The President of United States (US) Barack Obama on 9 February 2016 unveiled a Cyber Security National Action Plan. The action plan called for an overhaul of aging government networks and a high-level commission to boost security awareness.

The action plan was unveiled on eve of Safer Internet Day designated by governments and technology firms to boost awareness on cybersecurity issues.
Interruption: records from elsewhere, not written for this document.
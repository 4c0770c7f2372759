// This Source Code Form is subject to the terms of the Mozilla Public
// License, v. 2.0. If a copy of the MPL was not distributed with this
// file, You can obtain one at https://mozilla.org/MPL/2.0/.

//! The decoder plugin boundary.
//!
//! The bitstream decoder is pluggable: a registered [`DecoderPlugin`]
//! announces which compression formats it supports with a priority, and
//! produces per-decode [`Decoder`] instances that accept a framed byte
//! stream and return one planar image. The registry is a plain value owned
//! by the context; registration before decoding is sufficient because
//! decodes are synchronous.

use crate::error::Result;
use crate::image::PixelImage;

/// The plugin ABI version this crate understands.
pub const PLUGIN_API_VERSION: u32 = 1;

/// Compression formats a plugin may claim.
#[derive(Debug, Clone, Copy, PartialEq, Eq)]
#[non_exhaustive]
pub enum CompressionFormat {
    Undefined,
    Hevc,
    Avc,
    Jpeg,
}

/// A stateless decoder factory registered with the context.
pub trait DecoderPlugin {
    /// Must equal [`PLUGIN_API_VERSION`]; mismatches reject registration.
    fn api_version(&self) -> u32 {
        PLUGIN_API_VERSION
    }

    /// Priority for the given format; 0 means unsupported. The highest
    /// priority across all registered plugins wins.
    fn does_support_format(&self, format: CompressionFormat) -> i32;

    /// Create a fresh decoder instance for one image.
    fn new_decoder(&self) -> Result<Box<dyn Decoder>>;
}

/// A single-use decoder. Dropped after each decode.
pub trait Decoder {
    /// Push the complete compressed bitstream (for HEVC: the hvcC
    /// parameter sets followed by the slice data, all length-prefixed).
    fn push_data(&mut self, data: &[u8]) -> Result<()>;

    /// Decode one image. `Ok(None)` means the plugin produced no image,
    /// which the caller reports as a decoder plugin error.
    fn decode_image(&mut self) -> Result<Option<PixelImage>>;
}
Main highlights of Action Plan
• The plan seeks to address both short-term and long-term threats, with the goal of providing every American a basic level of online security.
• Obama issued an executive order creating a 12-memberCybersecurity Commission to make recommendations to both the public and private sectors. The panel will submit the report to the president by 1 December 2016.
• The plan also called for a new federal chief information security officer to direct cybersecurity across the federal government.
• Step up efforts with the help of private sector to help consumers improve online security, in part by adding new protection to services requiring passwords.
• Launching National Cybersecurity Awareness Campaign calling for “moving beyond just passwords and adding an extra layer of security,” such as biometric identification or multi-factor authentication using a secure code.
• The campaign will rope in major technology firms such as Google, Facebook, Dropbox, and Microsoft as well as financial service providers such as MasterCard, Visa and PayPal.
• The government will also step up security for its own transactions with citizens with effective identity proofing and strong multi-factor authentication methods

Budget for Cyber Security Action Plan
Obama asked for 19 billion US dollar for cyber security efforts in his budget request, a 35 percent increase from current levels, with 3 billion US dollar earmarked to help modernise the patchwork of computer systems used in government agencies.

Background
The action plan was unveiled following the disclosures made in 2015 that personal data from some 20 million federal employees, contractors and others were leaked in a massive breach at the Office of Personnel Management.

Though there is system in place since 1960s in the form of Social Security Administration but these systems and codes are outdated and no successful business could operate this way.
Moreover, the US Intelligence Chief James Clapper in his testimony highlighted the heightened risk from new technologies and named Russia, China, Iran and North Korea as leading threat actors which pose risks for US security.